Last Friday,
the U.S. congress approved a measure that prevents the Department of
Justice and the Drug Enforcement Administration from spending money
to interfere with state laws on medical marijuana. The move has been
heralded as tantamount to essentially lifting the federal ban on
medical marijuana and a major blow to the war on drugs.
The measure
lets states implement their own medical marijuana policy without the
fear of federal interference.
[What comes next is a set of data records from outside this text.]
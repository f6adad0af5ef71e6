/*
ShootemUp - Arcade Shooter
*/
use bevy::prelude::*;

use crate::level::FALLBACK_SPAWN_RATE;

/// The Only Thing the Level Controller Needs From the Enemy Side
pub trait EnemySpawner {
    fn set_spawn_rate(&mut self, rate: f32);
}

/// Spawn Interval the Enemy Systems Read Each Frame
/// `changes` Bumps Every Time the Level Controller Pushes a New Rate
#[derive(Resource, Debug, Clone, Copy, PartialEq)]
pub struct SpawnTuning {
    pub spawn_rate: f32,
    pub changes: u32,
}

impl Default for SpawnTuning {
    fn default() -> Self {
        Self {
            spawn_rate: FALLBACK_SPAWN_RATE,
            changes: 0,
        }
    }
}

impl EnemySpawner for SpawnTuning {
    fn set_spawn_rate(&mut self, rate: f32) {
        self.spawn_rate = rate;
        self.changes += 1;
        info!("Spawner: spawn rate -> {rate}");
    }
}
/*
ShootemUp - Arcade Shooter
*/
use bevy::log::{debug, info, warn};
use std::borrow::Cow;
use std::io;
use std::path::{Path, PathBuf};
use thiserror::Error;

use crate::level::LevelDefinition;

/// Record Layout: levelNumber,name,enemySpawnRate,enemySpeed,enemyHealth,enemiesRequired
pub const FIELD_NAMES: [&str; 6] = [
    "level_number",
    "name",
    "enemy_spawn_rate",
    "enemy_speed",
    "enemy_health",
    "enemies_required",
];

#[derive(Debug, Error)]
pub enum LoadError {
    #[error("cannot read level file {}: {source}", .path.display())]
    Unreadable {
        path: PathBuf,
        #[source]
        source: io::Error,
    },
    #[error("no valid level records in {}", .path.display())]
    Empty { path: PathBuf },
}

/// Why a Single Record Line Was Thrown Away
#[derive(Debug, Clone, PartialEq, Eq, Error)]
pub enum LineError {
    #[error("expected 6 comma-separated fields, found {found}")]
    FieldCount { found: usize },
    #[error("{field} is not a number: '{value}'")]
    InvalidNumber { field: &'static str, value: String },
    #[error("{field} out of range: '{value}'")]
    OutOfRange { field: &'static str, value: String },
    #[error("line is not valid UTF-8")]
    Encoding,
}

#[derive(Debug, Clone, Copy, PartialEq, Eq)]
pub enum LineKind<'a> {
    Blank,
    Comment,
    Record(&'a str),
}

pub fn classify_line(line: &str) -> LineKind<'_> {
    let t = line.trim_start();
    if t.is_empty() {
        LineKind::Blank
    } else if t.starts_with('#') {
        LineKind::Comment
    } else {
        LineKind::Record(line)
    }
}

/// Receives Per-Line Outcomes While a Level File is Parsed
/// Line Numbers are 1-Based
pub trait LoadDiagnostics {
    fn skipped(&mut self, _line_no: usize) {}
    fn accepted(&mut self, line_no: usize, level: &LevelDefinition);
    fn rejected(&mut self, line_no: usize, line: &str, err: &LineError);
}

/// Default Sink, Writes Everything to the Bevy Log
#[derive(Debug, Clone, Copy, Default)]
pub struct LogDiagnostics;

impl LoadDiagnostics for LogDiagnostics {
    fn skipped(&mut self, line_no: usize) {
        debug!("line {line_no} skipped (comment or blank)");
    }

    fn accepted(&mut self, _line_no: usize, level: &LevelDefinition) {
        info!(
            "Level {} loaded: {} (spawn:{}, speed:{}, health:{}, required:{})",
            level.level_number,
            level.name,
            level.enemy_spawn_rate,
            level.enemy_speed,
            level.enemy_health,
            level.enemies_required,
        );
    }

    fn rejected(&mut self, line_no: usize, line: &str, err: &LineError) {
        warn!("parse error on line {line_no}: {err} ('{line}')");
    }
}

#[derive(Debug, Clone, PartialEq)]
pub struct Rejection {
    pub line_no: usize,
    pub line: String,
    pub error: LineError,
}

/// Keeps Every Outcome in Memory (Tests + level_check)
#[derive(Debug, Clone, Default)]
pub struct RecordedDiagnostics {
    pub skipped: Vec<usize>,
    pub accepted: Vec<usize>,
    pub rejected: Vec<Rejection>,
}

impl LoadDiagnostics for RecordedDiagnostics {
    fn skipped(&mut self, line_no: usize) {
        self.skipped.push(line_no);
    }

    fn accepted(&mut self, line_no: usize, _level: &LevelDefinition) {
        self.accepted.push(line_no);
    }

    fn rejected(&mut self, line_no: usize, line: &str, err: &LineError) {
        self.rejected.push(Rejection {
            line_no,
            line: line.to_owned(),
            error: err.clone(),
        });
    }
}

/// Summary Handed Back on a Successful Load
#[derive(Debug, Clone, Copy, PartialEq, Eq)]
pub struct LoadReport {
    pub loaded: usize,
    pub rejected: usize,
}

fn parse_field<T: std::str::FromStr>(field: &'static str, raw: &str) -> Result<T, LineError> {
    let raw = raw.trim();
    raw.parse::<T>().map_err(|_| LineError::InvalidNumber {
        field,
        value: raw.to_owned(),
    })
}

fn parse_tuning(field: &'static str, raw: &str) -> Result<f32, LineError> {
    let v: f32 = parse_field(field, raw)?;
    if !v.is_finite() || v < 0.0 {
        return Err(LineError::OutOfRange {
            field,
            value: raw.trim().to_owned(),
        });
    }
    Ok(v)
}

/// Parse One Data Record, Name Keeps Internal Whitespace
pub fn parse_record(line: &str) -> Result<LevelDefinition, LineError> {
    let fields: Vec<&str> = line.split(',').collect();
    let [number, name, spawn, speed, health, required] = fields.as_slice() else {
        return Err(LineError::FieldCount { found: fields.len() });
    };

    let level_number: u32 = parse_field(FIELD_NAMES[0], number)?;
    if level_number == 0 {
        return Err(LineError::OutOfRange {
            field: FIELD_NAMES[0],
            value: number.trim().to_owned(),
        });
    }

    Ok(LevelDefinition {
        level_number,
        name: name.trim().to_owned(),
        enemy_spawn_rate: parse_tuning(FIELD_NAMES[2], spawn)?,
        enemy_speed: parse_tuning(FIELD_NAMES[3], speed)?,
        enemy_health: parse_field(FIELD_NAMES[4], health)?,
        enemies_required: parse_field(FIELD_NAMES[5], required)?,
    })
}

/// Tolerant Pass Over the Whole Text: Bad Lines are Reported and Dropped
pub fn parse_levels(text: &str, sink: &mut dyn LoadDiagnostics) -> (Vec<LevelDefinition>, usize) {
    parse_lines(text.lines().map(|l| Ok::<_, Cow<'_, str>>(Cow::Borrowed(l))), sink)
}

/// Byte Version of `parse_levels`, Each Line Decoded on its Own
/// so a Stray Non-UTF-8 Byte Only Costs That One Line
pub fn parse_level_bytes(bytes: &[u8], sink: &mut dyn LoadDiagnostics) -> (Vec<LevelDefinition>, usize) {
    if bytes.is_empty() {
        return (Vec::new(), 0);
    }
    let body = bytes.strip_suffix(b"\n").unwrap_or(bytes);

    let lines = body.split(|&b| b == b'\n').map(|raw| {
        let raw = raw.strip_suffix(b"\r").unwrap_or(raw);
        std::str::from_utf8(raw)
            .map(Cow::Borrowed)
            .map_err(|_| String::from_utf8_lossy(raw))
    });
    parse_lines(lines, sink)
}

// Err Carries a Lossy Rendering of an Undecodable Line
fn parse_lines<'a>(
    lines: impl Iterator<Item = Result<Cow<'a, str>, Cow<'a, str>>>,
    sink: &mut dyn LoadDiagnostics,
) -> (Vec<LevelDefinition>, usize) {
    let mut levels = Vec::new();
    let mut rejected = 0;

    for (i, line) in lines.enumerate() {
        let line_no = i + 1;
        let (line, decoded) = match line {
            Ok(l) => (l, true),
            Err(lossy) => (lossy, false),
        };

        match classify_line(&line) {
            LineKind::Blank | LineKind::Comment => sink.skipped(line_no),
            LineKind::Record(record) if !decoded => {
                sink.rejected(line_no, record, &LineError::Encoding);
                rejected += 1;
            }
            LineKind::Record(record) => match parse_record(record) {
                Ok(level) => {
                    sink.accepted(line_no, &level);
                    levels.push(level);
                }
                Err(err) => {
                    sink.rejected(line_no, record, &err);
                    rejected += 1;
                }
            },
        }
    }

    (levels, rejected)
}

/// Same as `read_levels` for Text Already in Memory, `origin` Only Labels Errors
pub fn levels_from_str(
    text: &str,
    origin: &Path,
    sink: &mut dyn LoadDiagnostics,
) -> Result<(Vec<LevelDefinition>, LoadReport), LoadError> {
    finish(parse_levels(text, sink), origin)
}

/// Only a File That Cannot be Read at All is `Unreadable`
pub fn read_levels(
    path: &Path,
    sink: &mut dyn LoadDiagnostics,
) -> Result<(Vec<LevelDefinition>, LoadReport), LoadError> {
    let bytes = std::fs::read(path).map_err(|source| LoadError::Unreadable {
        path: path.to_path_buf(),
        source,
    })?;
    finish(parse_level_bytes(&bytes, sink), path)
}

fn finish(
    (levels, rejected): (Vec<LevelDefinition>, usize),
    origin: &Path,
) -> Result<(Vec<LevelDefinition>, LoadReport), LoadError> {
    if levels.is_empty() {
        return Err(LoadError::Empty {
            path: origin.to_path_buf(),
        });
    }

    let report = LoadReport {
        loaded: levels.len(),
        rejected,
    };
    Ok((levels, report))
}
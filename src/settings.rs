/*
ShootemUp - Arcade Shooter
*/
use bevy::prelude::*;
use serde::{Deserialize, Serialize};
use std::path::PathBuf;

const SETTINGS_FILE: &str = "settings.ron";
const LEVELS_PATH_ENV: &str = "SHOOTEMUP_LEVELS_PATH";

#[derive(Debug, Clone, PartialEq, Serialize, Deserialize, Resource)]
#[serde(default)]
pub struct GameSettings {
    /// Level Definition File (levelNumber,name,spawnRate,speed,health,required)
    pub levels_path: PathBuf,
    /// Handed to Bevy's LogPlugin
    pub log_filter: String,
}

impl Default for GameSettings {
    fn default() -> Self {
        Self {
            levels_path: PathBuf::from("assets/levels.txt"),
            log_filter: "wgpu=error,naga=warn".into(),
        }
    }
}

impl GameSettings {
    fn config_path() -> Option<PathBuf> {
        #[cfg(debug_assertions)]
        {
            // Debug builds: read from project directory
            let mut p = std::env::current_dir().ok()?;
            p.push(SETTINGS_FILE);
            Some(p)
        }
        #[cfg(not(debug_assertions))]
        {
            // Release builds: read from AppData
            dirs::config_dir().and_then(|mut p| {
                p.push("ShootemUp");
                std::fs::create_dir_all(&p).ok()?;
                p.push(SETTINGS_FILE);
                Some(p)
            })
        }
    }

    /// Missing File Gets Written Out With Defaults, Broken File Falls Back to Defaults
    /// Env Var Wins Over Both
    pub fn load() -> Self {
        let stored = Self::config_path().and_then(|path| std::fs::read_to_string(path).ok());

        let settings = match stored {
            Some(contents) => Self::from_ron(&contents).unwrap_or_default(),
            None => {
                let s = Self::default();
                s.save();
                s
            }
        };

        settings.with_env_override(std::env::var_os(LEVELS_PATH_ENV).map(PathBuf::from))
    }

    pub fn from_ron(contents: &str) -> Option<Self> {
        ron::from_str(contents).ok()
    }

    pub fn with_env_override(mut self, levels_path: Option<PathBuf>) -> Self {
        if let Some(p) = levels_path {
            self.levels_path = p;
        }
        self
    }

    pub fn save(&self) {
        if let Some(path) = Self::config_path() {
            if let Ok(contents) = ron::ser::to_string_pretty(self, Default::default()) {
                let _ = std::fs::write(path, contents);
            }
        }
    }
}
And this is big news, considering that
the majority of U.S. citizens now live in states where medical
marijuana is legal.
“I
think it is a step in the right direction and it shows the
willingness to respect the will of the people,” Amanda Reiman,
manager of Marijuana Law and Policy at the Drug Policy Alliance, told
teleSUR English.
The
provision was approved as part of the massive 1,603-page US$1.1
trillion spending bill for 2016—the amendment had been passed
temporarily in 2015, but its approval in the 2016 spending bill
locked it into law—and it comes as national views on cannabis and
mass incarceration have shifted in recent years. More lawmakers are
now open to rolling back strict federal drug policy, which still
holds that marijuana is more dangerous than cocaine.
Still, drug
reform activists worry that federal opposition to medical marijuana
will nonetheless continue and say several battles have yet to be won.